Work item -
Using the records below, locate all lines containing "async" and return them.

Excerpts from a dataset
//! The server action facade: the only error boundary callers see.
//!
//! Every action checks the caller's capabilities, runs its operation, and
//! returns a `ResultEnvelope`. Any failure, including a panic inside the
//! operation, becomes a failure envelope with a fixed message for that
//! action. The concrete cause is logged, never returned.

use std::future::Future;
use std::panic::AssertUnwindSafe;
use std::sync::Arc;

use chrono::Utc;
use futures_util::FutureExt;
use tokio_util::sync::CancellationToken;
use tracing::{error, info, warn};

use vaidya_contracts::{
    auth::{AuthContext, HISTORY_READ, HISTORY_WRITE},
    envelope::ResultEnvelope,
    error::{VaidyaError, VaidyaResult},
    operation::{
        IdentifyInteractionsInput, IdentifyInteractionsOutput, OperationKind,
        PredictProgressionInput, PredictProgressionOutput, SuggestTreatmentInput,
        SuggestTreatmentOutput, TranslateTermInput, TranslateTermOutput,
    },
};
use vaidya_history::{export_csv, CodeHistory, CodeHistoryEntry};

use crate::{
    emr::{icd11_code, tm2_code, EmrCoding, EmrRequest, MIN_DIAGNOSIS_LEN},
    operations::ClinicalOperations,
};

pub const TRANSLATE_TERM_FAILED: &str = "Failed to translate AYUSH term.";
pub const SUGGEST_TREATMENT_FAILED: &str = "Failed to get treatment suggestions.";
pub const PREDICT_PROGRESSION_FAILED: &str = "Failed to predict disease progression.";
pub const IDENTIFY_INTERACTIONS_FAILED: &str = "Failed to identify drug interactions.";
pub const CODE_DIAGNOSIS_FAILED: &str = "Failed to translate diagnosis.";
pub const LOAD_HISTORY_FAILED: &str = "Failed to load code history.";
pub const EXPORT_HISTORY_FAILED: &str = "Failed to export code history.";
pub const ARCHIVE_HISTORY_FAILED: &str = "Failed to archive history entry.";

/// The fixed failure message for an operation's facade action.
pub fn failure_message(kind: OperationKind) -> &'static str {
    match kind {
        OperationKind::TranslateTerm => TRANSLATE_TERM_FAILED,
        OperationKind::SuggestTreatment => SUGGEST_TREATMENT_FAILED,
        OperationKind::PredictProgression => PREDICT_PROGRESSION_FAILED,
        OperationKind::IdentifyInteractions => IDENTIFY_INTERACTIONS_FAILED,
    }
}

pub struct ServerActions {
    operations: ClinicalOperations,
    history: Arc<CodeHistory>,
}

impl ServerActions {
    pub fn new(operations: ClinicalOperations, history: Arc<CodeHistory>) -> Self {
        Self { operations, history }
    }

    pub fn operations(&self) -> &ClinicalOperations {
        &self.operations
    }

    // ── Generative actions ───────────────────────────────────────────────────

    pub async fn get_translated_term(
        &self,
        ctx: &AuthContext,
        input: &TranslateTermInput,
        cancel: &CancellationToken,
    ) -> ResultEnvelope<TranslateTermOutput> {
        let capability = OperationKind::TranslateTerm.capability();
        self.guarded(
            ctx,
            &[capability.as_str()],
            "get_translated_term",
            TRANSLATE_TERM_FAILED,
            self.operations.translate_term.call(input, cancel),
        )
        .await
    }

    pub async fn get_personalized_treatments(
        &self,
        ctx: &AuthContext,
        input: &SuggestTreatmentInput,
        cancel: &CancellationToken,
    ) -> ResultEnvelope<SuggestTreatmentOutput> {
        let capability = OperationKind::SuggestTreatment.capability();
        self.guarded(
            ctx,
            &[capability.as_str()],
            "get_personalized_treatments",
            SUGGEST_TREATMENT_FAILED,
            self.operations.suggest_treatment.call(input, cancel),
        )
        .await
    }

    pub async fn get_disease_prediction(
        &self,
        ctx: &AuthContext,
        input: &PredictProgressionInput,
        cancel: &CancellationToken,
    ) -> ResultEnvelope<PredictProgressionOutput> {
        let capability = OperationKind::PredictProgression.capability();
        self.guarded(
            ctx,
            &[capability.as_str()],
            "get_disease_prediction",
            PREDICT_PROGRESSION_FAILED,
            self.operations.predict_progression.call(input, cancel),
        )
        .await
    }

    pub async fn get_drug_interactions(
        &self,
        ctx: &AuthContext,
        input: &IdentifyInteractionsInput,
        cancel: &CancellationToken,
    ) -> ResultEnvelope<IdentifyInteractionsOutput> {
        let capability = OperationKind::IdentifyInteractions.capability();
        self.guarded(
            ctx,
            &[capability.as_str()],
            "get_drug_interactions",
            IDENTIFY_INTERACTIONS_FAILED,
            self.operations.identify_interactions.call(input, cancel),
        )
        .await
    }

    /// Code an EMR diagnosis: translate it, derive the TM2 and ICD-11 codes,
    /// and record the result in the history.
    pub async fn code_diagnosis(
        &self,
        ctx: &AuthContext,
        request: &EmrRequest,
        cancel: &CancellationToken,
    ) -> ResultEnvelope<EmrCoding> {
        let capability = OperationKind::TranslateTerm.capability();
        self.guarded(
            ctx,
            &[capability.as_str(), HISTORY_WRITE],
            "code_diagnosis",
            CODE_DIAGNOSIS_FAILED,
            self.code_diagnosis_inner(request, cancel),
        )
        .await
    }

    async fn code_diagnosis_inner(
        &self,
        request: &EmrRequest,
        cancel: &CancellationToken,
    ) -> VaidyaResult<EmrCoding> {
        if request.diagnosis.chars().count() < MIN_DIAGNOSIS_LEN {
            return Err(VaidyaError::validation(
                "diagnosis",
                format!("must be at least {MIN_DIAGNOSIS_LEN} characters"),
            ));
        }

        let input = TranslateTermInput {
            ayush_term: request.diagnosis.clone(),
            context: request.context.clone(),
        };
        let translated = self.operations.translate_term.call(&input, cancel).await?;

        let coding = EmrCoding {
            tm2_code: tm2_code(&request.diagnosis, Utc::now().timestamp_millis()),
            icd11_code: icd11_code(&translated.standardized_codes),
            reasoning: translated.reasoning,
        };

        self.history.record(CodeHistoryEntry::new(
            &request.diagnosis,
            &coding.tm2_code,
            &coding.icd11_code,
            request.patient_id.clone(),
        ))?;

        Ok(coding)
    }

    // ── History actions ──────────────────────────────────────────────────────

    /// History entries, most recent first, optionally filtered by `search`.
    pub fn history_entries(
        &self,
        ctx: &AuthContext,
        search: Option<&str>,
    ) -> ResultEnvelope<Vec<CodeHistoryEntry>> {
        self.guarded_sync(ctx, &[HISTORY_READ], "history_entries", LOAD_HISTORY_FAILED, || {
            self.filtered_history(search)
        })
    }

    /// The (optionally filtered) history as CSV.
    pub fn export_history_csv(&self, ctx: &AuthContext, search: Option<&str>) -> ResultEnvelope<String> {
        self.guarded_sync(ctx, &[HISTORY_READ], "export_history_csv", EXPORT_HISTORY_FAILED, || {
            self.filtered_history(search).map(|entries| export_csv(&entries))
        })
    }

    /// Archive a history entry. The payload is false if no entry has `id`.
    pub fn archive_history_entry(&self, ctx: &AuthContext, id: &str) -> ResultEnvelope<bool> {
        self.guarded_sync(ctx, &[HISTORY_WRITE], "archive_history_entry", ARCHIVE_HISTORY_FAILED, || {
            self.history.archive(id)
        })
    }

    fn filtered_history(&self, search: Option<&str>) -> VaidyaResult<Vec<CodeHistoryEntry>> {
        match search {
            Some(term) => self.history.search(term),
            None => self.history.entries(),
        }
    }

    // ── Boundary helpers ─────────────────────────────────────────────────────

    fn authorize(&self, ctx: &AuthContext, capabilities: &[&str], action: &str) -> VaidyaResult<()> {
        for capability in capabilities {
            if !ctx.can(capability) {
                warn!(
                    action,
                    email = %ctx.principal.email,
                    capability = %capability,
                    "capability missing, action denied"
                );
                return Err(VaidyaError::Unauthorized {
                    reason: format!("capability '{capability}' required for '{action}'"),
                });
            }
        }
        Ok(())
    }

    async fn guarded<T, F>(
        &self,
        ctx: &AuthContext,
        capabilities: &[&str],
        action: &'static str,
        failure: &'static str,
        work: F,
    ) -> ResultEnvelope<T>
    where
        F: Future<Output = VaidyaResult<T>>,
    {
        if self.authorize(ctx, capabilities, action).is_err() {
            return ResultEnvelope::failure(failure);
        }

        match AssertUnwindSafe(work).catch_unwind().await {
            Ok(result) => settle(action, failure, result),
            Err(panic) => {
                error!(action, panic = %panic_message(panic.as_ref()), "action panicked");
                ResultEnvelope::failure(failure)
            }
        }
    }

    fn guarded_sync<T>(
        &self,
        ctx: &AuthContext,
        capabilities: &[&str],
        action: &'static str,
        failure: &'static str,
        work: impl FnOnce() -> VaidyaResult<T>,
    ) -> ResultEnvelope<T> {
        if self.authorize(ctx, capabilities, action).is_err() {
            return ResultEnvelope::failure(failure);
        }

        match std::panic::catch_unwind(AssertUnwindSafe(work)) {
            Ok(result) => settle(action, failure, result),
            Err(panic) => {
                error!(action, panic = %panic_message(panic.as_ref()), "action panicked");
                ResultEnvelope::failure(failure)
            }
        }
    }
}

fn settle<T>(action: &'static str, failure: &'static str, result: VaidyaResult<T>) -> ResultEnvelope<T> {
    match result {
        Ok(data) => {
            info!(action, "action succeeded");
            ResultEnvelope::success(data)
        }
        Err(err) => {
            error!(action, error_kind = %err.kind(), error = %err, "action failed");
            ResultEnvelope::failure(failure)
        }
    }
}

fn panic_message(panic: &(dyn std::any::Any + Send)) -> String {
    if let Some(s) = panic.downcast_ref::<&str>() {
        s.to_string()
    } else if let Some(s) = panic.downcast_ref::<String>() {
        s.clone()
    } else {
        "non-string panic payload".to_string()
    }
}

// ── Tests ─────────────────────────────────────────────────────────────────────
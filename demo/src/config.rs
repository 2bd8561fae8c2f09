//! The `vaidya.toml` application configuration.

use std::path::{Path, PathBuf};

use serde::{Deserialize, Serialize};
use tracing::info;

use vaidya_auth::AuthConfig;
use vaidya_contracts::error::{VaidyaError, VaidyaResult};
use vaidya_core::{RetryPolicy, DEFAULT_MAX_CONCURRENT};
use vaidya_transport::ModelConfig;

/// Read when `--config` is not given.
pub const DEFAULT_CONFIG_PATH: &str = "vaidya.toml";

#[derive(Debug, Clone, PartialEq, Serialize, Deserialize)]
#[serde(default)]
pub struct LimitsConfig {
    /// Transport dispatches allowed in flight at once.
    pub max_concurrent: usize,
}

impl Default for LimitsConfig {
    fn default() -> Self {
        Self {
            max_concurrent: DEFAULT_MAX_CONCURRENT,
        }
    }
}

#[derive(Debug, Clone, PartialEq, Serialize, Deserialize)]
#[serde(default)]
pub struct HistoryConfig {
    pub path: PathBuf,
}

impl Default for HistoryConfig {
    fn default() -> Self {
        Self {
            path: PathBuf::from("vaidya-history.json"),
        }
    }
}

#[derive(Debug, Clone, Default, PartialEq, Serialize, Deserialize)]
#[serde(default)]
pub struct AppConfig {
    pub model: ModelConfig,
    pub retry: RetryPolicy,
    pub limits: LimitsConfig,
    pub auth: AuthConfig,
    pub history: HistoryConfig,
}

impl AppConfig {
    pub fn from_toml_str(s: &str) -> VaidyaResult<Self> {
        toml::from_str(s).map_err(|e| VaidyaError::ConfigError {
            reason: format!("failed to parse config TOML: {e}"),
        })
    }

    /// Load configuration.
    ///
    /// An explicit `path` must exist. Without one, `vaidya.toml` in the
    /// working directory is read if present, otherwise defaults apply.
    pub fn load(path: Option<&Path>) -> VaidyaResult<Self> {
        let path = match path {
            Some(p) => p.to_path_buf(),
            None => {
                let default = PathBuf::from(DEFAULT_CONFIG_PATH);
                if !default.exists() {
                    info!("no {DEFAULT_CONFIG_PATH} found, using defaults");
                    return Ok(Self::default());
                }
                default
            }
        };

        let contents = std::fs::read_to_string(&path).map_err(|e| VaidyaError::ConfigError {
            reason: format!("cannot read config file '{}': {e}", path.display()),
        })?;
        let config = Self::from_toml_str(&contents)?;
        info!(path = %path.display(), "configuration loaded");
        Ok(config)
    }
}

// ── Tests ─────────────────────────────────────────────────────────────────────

Reply -
    pub async fn get_translated_term(
    pub async fn get_personalized_treatments(
    pub async fn get_disease_prediction(
    pub async fn get_drug_interactions(
    pub async fn code_diagnosis(
    async fn code_diagnosis_inner(
    async fn guarded<T, F>(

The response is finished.